Roy Brown Strathdee DL TD FRIC FCS FRSE LLD (16 July 1897 – 17 June 1976), affectionately known as Strath, was a Scottish chemist and author, with a strong interest in Robert Louis Stevenson.

==Life==
He was born in Aberdeen on 16 July 1897, the son of James Donald Strathdee, and his wife, Margaret (Maggie) Gilroy (sister of Rev Prof James Gilroy DD). The family lived at 164 Mid Stocket Road. His family emigrated to Montreal in Canada in 1908 but left Roy in the care of an aunt in Aberdeen. He was educated at Robert Gordon's College where he was the McLellan Prizeman.
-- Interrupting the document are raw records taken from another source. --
//! The mutable draft side of a transaction.
//!
//! [`Transaction<D>`] holds the fields every transaction shares (memo, fee
//! ceiling, valid duration, optional node list and transaction id) plus an
//! operation-specific payload `D`. Setters consume and return the draft so
//! they chain:
//!
//! ```rust
//! use hiero_sdk::{AccountId, TransferTransaction};
//!
//! let draft = TransferTransaction::new()
//!     .add_hbar_transfer(AccountId::new(0, 0, 2), -10)?
//!     .add_hbar_transfer(AccountId::new(0, 0, 1001), 10)?
//!     .memo("lunch money")?;
//! assert_eq!(draft.get_memo(), "lunch money");
//! # Ok::<(), hiero_sdk::Error>(())
//! ```
//!
//! Freezing consumes the draft and returns a
//! [`FrozenTransaction`](super::FrozenTransaction), which has no setters
//! at all.

use std::fmt;
use std::time::Duration;
use tracing::debug;

use super::frozen::FrozenTransaction;
use super::transaction_id::TransactionId;
use crate::client::Client;
use crate::config::{DEFAULT_MAX_TRANSACTION_FEE, DEFAULT_TRANSACTION_VALID_DURATION, MAX_MEMO_BYTES};
use crate::error::{Error, Result};
use crate::id::AccountId;
use crate::wire::{self, OperationBody, SchedulableTransactionBody, TransactionBody};

/// The operation-specific part of a transaction.
pub trait TransactionData: Clone + fmt::Debug + Send + Sync + 'static {
    /// Operation name for logs and errors.
    const NAME: &'static str;

    /// Fee ceiling used when the caller doesn't set one.
    const DEFAULT_MAX_TRANSACTION_FEE: u64 = DEFAULT_MAX_TRANSACTION_FEE;

    /// Projects the payload into its wire form. Must be deterministic.
    fn to_operation_body(&self) -> OperationBody;
}

/// A transaction that can still be edited.
#[derive(Debug, Clone)]
pub struct Transaction<D> {
    pub(crate) data: D,
    memo: String,
    max_transaction_fee: Option<u64>,
    valid_duration: Duration,
    node_account_ids: Option<Vec<AccountId>>,
    transaction_id: Option<TransactionId>,
}

impl<D: TransactionData + Default> Default for Transaction<D> {
    fn default() -> Self {
        Self::new()
    }
}

impl<D: TransactionData + Default> Transaction<D> {
    pub fn new() -> Self {
        Self::from_data(D::default())
    }
}

impl<D: TransactionData> Transaction<D> {
    pub(crate) fn from_data(data: D) -> Self {
        Self {
            data,
            memo: String::new(),
            max_transaction_fee: None,
            valid_duration: DEFAULT_TRANSACTION_VALID_DURATION,
            node_account_ids: None,
            transaction_id: None,
        }
    }

    /// The operation payload, read-only.
    pub fn data(&self) -> &D {
        &self.data
    }

    pub fn get_memo(&self) -> &str {
        &self.memo
    }

    /// Sets the memo. At most 100 bytes of UTF-8.
    pub fn memo(mut self, memo: impl Into<String>) -> Result<Self> {
        let memo = memo.into();
        if memo.len() > MAX_MEMO_BYTES {
            return Err(Error::InvalidArgument(format!(
                "memo is {} bytes, the limit is {MAX_MEMO_BYTES}",
                memo.len()
            )));
        }
        self.memo = memo;
        Ok(self)
    }

    /// The fee ceiling in tinybars, falling back to the operation default.
    pub fn get_max_transaction_fee(&self) -> u64 {
        self.max_transaction_fee.unwrap_or(D::DEFAULT_MAX_TRANSACTION_FEE)
    }

    pub fn max_transaction_fee(mut self, tinybars: u64) -> Self {
        self.max_transaction_fee = Some(tinybars);
        self
    }

    pub fn get_transaction_valid_duration(&self) -> Duration {
        self.valid_duration
    }

    /// How long after its valid start the network will accept this
    /// transaction. Whole seconds only; anything finer is dropped.
    pub fn transaction_valid_duration(mut self, duration: Duration) -> Result<Self> {
        if duration.as_secs() == 0 {
            return Err(Error::InvalidArgument(
                "transaction valid duration must be at least one second".into(),
            ));
        }
        self.valid_duration = duration;
        Ok(self)
    }

    pub fn get_node_account_ids(&self) -> Option<&[AccountId]> {
        self.node_account_ids.as_deref()
    }

    /// Pins the transaction to these nodes instead of the whole network.
    pub fn node_account_ids(mut self, node_account_ids: Vec<AccountId>) -> Result<Self> {
        if node_account_ids.is_empty() {
            return Err(Error::InvalidArgument("node account id list is empty".into()));
        }
        self.node_account_ids = Some(node_account_ids);
        Ok(self)
    }

    pub fn get_transaction_id(&self) -> Option<TransactionId> {
        self.transaction_id
    }

    /// Uses this id instead of generating one from the operator at freeze.
    pub fn transaction_id(mut self, transaction_id: TransactionId) -> Self {
        self.transaction_id = Some(transaction_id);
        self
    }

    /// The body a node would see, for `node_account_id`. Needs a transaction
    /// id already set.
    pub fn build_transaction_body(&self, node_account_id: AccountId) -> Result<TransactionBody> {
        let transaction_id = self.transaction_id.ok_or_else(|| {
            Error::IllegalState("transaction id must be set before building a body".into())
        })?;
        Ok(self.body_for(transaction_id, node_account_id))
    }

    /// The body as it would appear wrapped in a schedule: no id, no node.
    pub fn build_scheduled_body(&self) -> SchedulableTransactionBody {
        SchedulableTransactionBody {
            transaction_fee: self.get_max_transaction_fee(),
            memo: self.memo.clone(),
            operation: self.data.to_operation_body(),
        }
    }

    pub(crate) fn body_for(&self, transaction_id: TransactionId, node_account_id: AccountId) -> TransactionBody {
        TransactionBody {
            transaction_id: transaction_id.to_wire(),
            node_account_id,
            transaction_fee: self.get_max_transaction_fee(),
            transaction_valid_duration_secs: self.valid_duration.as_secs() as i64,
            memo: self.memo.clone(),
            operation: self.data.to_operation_body(),
        }
    }

    /// Freezes against `client`: nodes default to the whole network starting
    /// at the next round-robin pick, and the transaction id defaults to a
    /// fresh one paid by the client's operator.
    pub fn freeze_with(mut self, client: &Client) -> Result<FrozenTransaction<D>> {
        if self.node_account_ids.is_none() {
            let network = client.network();
            if network.is_empty() {
                return Err(Error::IllegalState("cannot freeze against an empty network".into()));
            }
            let first = network.select_node().account_id();
            self.node_account_ids = Some(network.ordered_from(first));
        }
        if self.transaction_id.is_none() {
            let operator = client.operator().ok_or_else(|| {
                Error::IllegalState(
                    "no transaction id set and the client has no operator to generate one".into(),
                )
            })?;
            self.transaction_id = Some(TransactionId::generate(operator.account_id));
        }
        self.freeze()
    }

    /// Freezes without a client. Both the node list and the transaction id
    /// must already be set.
    pub fn freeze(self) -> Result<FrozenTransaction<D>> {
        let transaction_id = self.transaction_id.ok_or_else(|| {
            Error::IllegalState("cannot freeze without a transaction id".into())
        })?;
        let node_account_ids = self
            .node_account_ids
            .clone()
            .ok_or_else(|| Error::IllegalState("cannot freeze without node account ids".into()))?;

        let bodies = node_account_ids
            .iter()
            .map(|node| wire::encode(&self.body_for(transaction_id, *node)))
            .collect::<Result<Vec<_>>>()?;

        debug!(
            operation = D::NAME,
            %transaction_id,
            nodes = node_account_ids.len(),
            "transaction frozen"
        );
        Ok(FrozenTransaction::new(self, transaction_id, node_account_ids, bodies))
    }
}

#[cfg(test)]
mod tests {
    use super::*;
    use crate::crypto::PrivateKey;
    use crate::network::Network;
    use crate::timestamp::Timestamp;
    use crate::transaction::TransferTransaction;

    fn tx_id() -> TransactionId {
        TransactionId::with_valid_start(AccountId::new(0, 0, 2), Timestamp::new(1_700_000_000, 0).unwrap())
    }

    fn client(nodes: usize) -> Client {
        let addresses: Vec<String> = (0..nodes).map(|i| format!("127.0.0.1:{}", 50211 + i)).collect();
        Client::for_network(Network::from_addresses(&addresses).unwrap())
    }

    #[test]
    fn memo_limit_is_in_bytes() {
        assert!(TransferTransaction::new().memo("a".repeat(100)).is_ok());
        assert!(TransferTransaction::new().memo("a".repeat(101)).is_err());
        // 34 three-byte characters is 102 bytes.
        assert!(TransferTransaction::new().memo("€".repeat(34)).is_err());
    }

    #[test]
    fn defaults() {
        let tx = TransferTransaction::new();
        assert_eq!(tx.get_max_transaction_fee(), 100_000_000);
        assert_eq!(tx.get_transaction_valid_duration(), Duration::from_secs(120));
        assert!(tx.get_node_account_ids().is_none());
        assert!(tx.get_transaction_id().is_none());
    }

    #[test]
    fn empty_node_list_rejected() {
        assert!(matches!(
            TransferTransaction::new().node_account_ids(vec![]),
            Err(Error::InvalidArgument(_))
        ));
    }

    #[test]
    fn body_needs_transaction_id() {
        let tx = TransferTransaction::new();
        assert!(matches!(
            tx.build_transaction_body(AccountId::new(0, 0, 3)),
            Err(Error::IllegalState(_))
        ));
        let body = tx.transaction_id(tx_id()).build_transaction_body(AccountId::new(0, 0, 3)).unwrap();
        assert_eq!(body.node_account_id, AccountId::new(0, 0, 3));
        assert_eq!(body.transaction_valid_duration_secs, 120);
    }

    #[test]
    fn freeze_with_binds_every_node_and_generates_id() {
        let client = client(3).with_operator(AccountId::new(0, 0, 2), PrivateKey::generate());
        let frozen = TransferTransaction::new().freeze_with(&client).unwrap();
        assert_eq!(frozen.node_account_ids().len(), 3);
        assert_eq!(frozen.transaction_id().account_id, AccountId::new(0, 0, 2));
    }

    #[test]
    fn freeze_with_keeps_explicit_choices() {
        let client = client(3);
        let frozen = TransferTransaction::new()
            .node_account_ids(vec![AccountId::new(0, 0, 4)])
            .unwrap()
            .transaction_id(tx_id())
            .freeze_with(&client)
            .unwrap();
        assert_eq!(frozen.node_account_ids(), &[AccountId::new(0, 0, 4)]);
        assert_eq!(frozen.transaction_id(), tx_id());
    }

    #[test]
    fn freeze_with_without_operator_or_id_fails() {
        let err = TransferTransaction::new().freeze_with(&client(1)).unwrap_err();
        assert!(matches!(err, Error::IllegalState(_)));
    }

    #[test]
    fn bare_freeze_needs_everything() {
        assert!(TransferTransaction::new().transaction_id(tx_id()).freeze().is_err());
        assert!(TransferTransaction::new()
            .node_account_ids(vec![AccountId::new(0, 0, 3)])
            .unwrap()
            .freeze()
            .is_err());
    }

    #[test]
    fn scheduled_body_carries_fee_and_memo() {
        let body = TransferTransaction::new()
            .memo("later")
            .unwrap()
            .max_transaction_fee(42)
            .build_scheduled_body();
        assert_eq!(body.memo, "later");
        assert_eq!(body.transaction_fee, 42);
    }
}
He began studying Mathematics at Aberdeen University in 1914 but had to terminate when he was called up to serve in the First World War. Beginning as an NCO in the 4th battalion Gordon Highlanders serving in France. Returning to university in 1919 he graduated MA in 1920 then decided to do a second degree in Chemistry graduating BSc in 1923. He then did postgraduate studies at Cambridge University under Prof J. E. Humphries and W. H. Mills, gaining his first doctorate (PhD) in 1927.

He returned to Aberdeen as a Lecturer in Chemistry in 1927 also then taking over the role of training officers in the University OTC, as a branch of the Territorial Army. In the Second World War he took over officer training in the Aberdeen area and after the war was an Honorary Colonel 1957 to 1964.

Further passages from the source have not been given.